Download or read book Well-versed written by Minoru Ozawa and published by . This book was released on 2021 with total page 375 pages. Available in PDF, EPUB and Kindle. Book excerpt: "This volume of seasonally-arranged poems is a guide to the appreciation and enjoyment of the great variety of modern Japanese haiku. From turn-of-the-century masters to poets of today, 300 of Japan's best modern haiku are introduced by OZAWA Minrou, a leading contemporary haiku poet and critic. Each of the poems, many of them scarcely known, is sensitively discussed together with the background of the poem and the relations between the poets. This volume includes poems from the end of the nineteenth century through the beginning of the twenty-first century by the most important writers of modern haiku. they include the leading lights from grounds surrounding MASAOKA Shiki and his disciple TAKAHAMA Kyoshi as well as poets who experimented with new styles such as seasonless haiku, free form haiku, and multi-line haiku. Alongside these are works by well-known novelists and other cultural figures who were not professional haiku poets but for whom haiku was an important part of their lives, such as KUBOTA Mantarō, AKUTAGAWA Ryūnosuke, and NATSUME Sōseki. The book also features beautiful seasonal photographs at the beginning of each chapter, and an additional 20 haiku by the author." --
Book Synopsis When a Stranger Comes to Town by : Michael Koryta
Download or read book When a Stranger Comes to Town written by Michael Koryta and published by Harlequin. This book was released on 2021-04-20 with total page 354 pages. Available in PDF, EPUB and Kindle. Book excerpt: ANTHONY AWARD FINALIST FOR BEST ANTHOLOGY Including NYT bestselling author Michael Connelly’s story “Avalon,” soon to be adapted for television by David E. Kelley. "The very best of what crime fiction should deliver." -New York Journal of Books The latest Mystery Writers of America story collection, featuring surprising, page-turning twists on the genre from some of the top bestsellers and award winners in crime fiction It’s been said that all great literature boils down to one of two stories—a man takes a journey, or a stranger comes to town. While mystery writers have been successfully using both approaches for generations, there’s something undeniably alluring in the nature of a stranger: the uninvited guest, the unacquainted neighbor, the fish out of water. No matter how or where they appear, strangers are walking mysteries, complete unknowns in once-familiar territories who disrupt our lives with unease and wonder. In the newest collection of stories by the Mystery Writers of America, each author weaves a fresh tale surrounding the eerie feeling that comes when a stranger enters our midst, featuring stories by prolific mystery writers such as Michael Connelly, Dean Koontz and Joe Hill.
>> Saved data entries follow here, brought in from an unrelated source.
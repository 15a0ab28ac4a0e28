use std::io::{self, Read, Write};
use std::sync::Arc;

use strata_core::FileId;
use strata_storage::{read_varint, write_varint, DataExternalizer};

/// For one key, the values stored under it and the set of input files that
/// contributed each value.
#[derive(Debug, Clone)]
pub struct ValueContainer<V> {
    entries: Vec<(V, Vec<FileId>)>,
}

impl<V> Default for ValueContainer<V> {
    fn default() -> Self {
        Self {
            entries: Vec::new(),
        }
    }
}

impl<V: Eq> ValueContainer<V> {
    pub fn new() -> Self {
        Self::default()
    }

    pub fn is_empty(&self) -> bool {
        self.entries.is_empty()
    }

    pub fn value_count(&self) -> usize {
        self.entries.len()
    }

    /// Associates `input` with `value`, deduplicating the id within the value.
    pub fn add(&mut self, input: FileId, value: V) {
        if let Some((_, ids)) = self.entries.iter_mut().find(|(v, _)| *v == value) {
            if !ids.contains(&input) {
                ids.push(input);
            }
            return;
        }
        self.entries.push((value, vec![input]));
    }

    /// Removes `input` from every value association; values left without
    /// inputs are dropped.
    pub fn remove_associated(&mut self, input: FileId) {
        for (_, ids) in &mut self.entries {
            ids.retain(|id| *id != input);
        }
        self.entries.retain(|(_, ids)| !ids.is_empty());
    }

    pub fn values(&self) -> impl Iterator<Item = &V> {
        self.entries.iter().map(|(v, _)| v)
    }

    pub fn input_ids(&self, value: &V) -> &[FileId] {
        self.entries
            .iter()
            .find(|(v, _)| v == value)
            .map(|(_, ids)| ids.as_slice())
            .unwrap_or(&[])
    }

    pub fn is_associated(&self, value: &V, input: FileId) -> bool {
        self.input_ids(value).contains(&input)
    }

    pub fn iter(&self) -> impl Iterator<Item = (&V, &[FileId])> {
        self.entries.iter().map(|(v, ids)| (v, ids.as_slice()))
    }
}

/// Wire format: varint value count, then per value the payload via the
/// extension's value externalizer, a varint id count, and the ids as varints.
pub struct ContainerExternalizer<V> {
    values: Arc<dyn DataExternalizer<V>>,
}

impl<V> ContainerExternalizer<V> {
    pub fn new(values: Arc<dyn DataExternalizer<V>>) -> Self {
        Self { values }
    }
}

impl<V: Eq + Send + Sync> DataExternalizer<ValueContainer<V>> for ContainerExternalizer<V> {
    fn save(&self, out: &mut dyn Write, container: &ValueContainer<V>) -> io::Result<()> {
        write_varint(out, container.entries.len() as u64)?;
        for (value, ids) in &container.entries {
            self.values.save(out, value)?;
            write_varint(out, ids.len() as u64)?;
            for id in ids {
                write_varint(out, u64::from(id.to_raw()))?;
            }
        }
        Ok(())
    }

    fn read(&self, input: &mut dyn Read) -> io::Result<ValueContainer<V>> {
        let value_count = read_varint(input)? as usize;
        let mut entries = Vec::with_capacity(value_count);
        for _ in 0..value_count {
            let value = self.values.read(input)?;
            let id_count = read_varint(input)? as usize;
            let mut ids = Vec::with_capacity(id_count);
            for _ in 0..id_count {
                let raw = read_varint(input)?;
                let raw = u32::try_from(raw).map_err(|_| {
                    io::Error::new(io::ErrorKind::InvalidData, "file id out of range")
                })?;
                ids.push(FileId::from_raw(raw));
            }
            entries.push((value, ids));
        }
        Ok(ValueContainer { entries })
    }
}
Download or read book Dogs and Demons written by Alex Kerr and published by Macmillan + ORM. This book was released on 2002-02-10 with total page 479 pages. Available in PDF, EPUB and Kindle. Book excerpt: The crises--and failures--of modernization in Japan, as seen up close by a resident expert Japan is a nation in crisis, and the crisis goes far beyond its well-known economic plight. In Dogs and Demons, Alex Kerr chronicles the crisis on a broad scale, from the failure of Japan's banks and pension funds to the decline of its once magnificent modern cinema. The book takes up for the first time in the Western press subjects such as the nation's endangered environment--its seashores lined with concrete, its roads leading to nowhere in the mountains. It describes Japan's "monument frenzy," the destruction of old cities such as Kyoto and construction of drab new cities, and the attendant collapse of the tourist industry. All these unhealthy developments are, Kerr argues, the devastating boomerang effect of an educational and bureaucratic system designed to produce manufactured goods--and little else. A mere upturn in economic growth will not quickly remedy these severe internal problems, which Kerr calls a "failure of modernism." He assails the foreign experts who, often dependent on Japanese government and business support, fail to address these issues. Meanwhile, what of the Japanese people themselves? Kerr, a resident of Japan for thirty-five years, writes of them with humor and passion, for "passion," he says, "is part of the story. Millions of Japanese feel as heartbroken at what is going on as I do. My Japanese friends tell me, 'Please write this--for us.'"
Book Synopsis The Midnight Eye Guide to New Japanese Film by : Tom Mes
Download or read book The Midnight Eye Guide to New Japanese Film written by Tom Mes and published by . This book was released on 2005 with total page 365 pages. Available in PDF, EPUB and Kindle. Book excerpt: Thanks to directors such as Kitano, Miike and Miyazaki, Japanese cinema has recently undergone something of a resurgence. This title profiles the work of these established film-makers, as well as looking at the creations of new, up-and-coming directors.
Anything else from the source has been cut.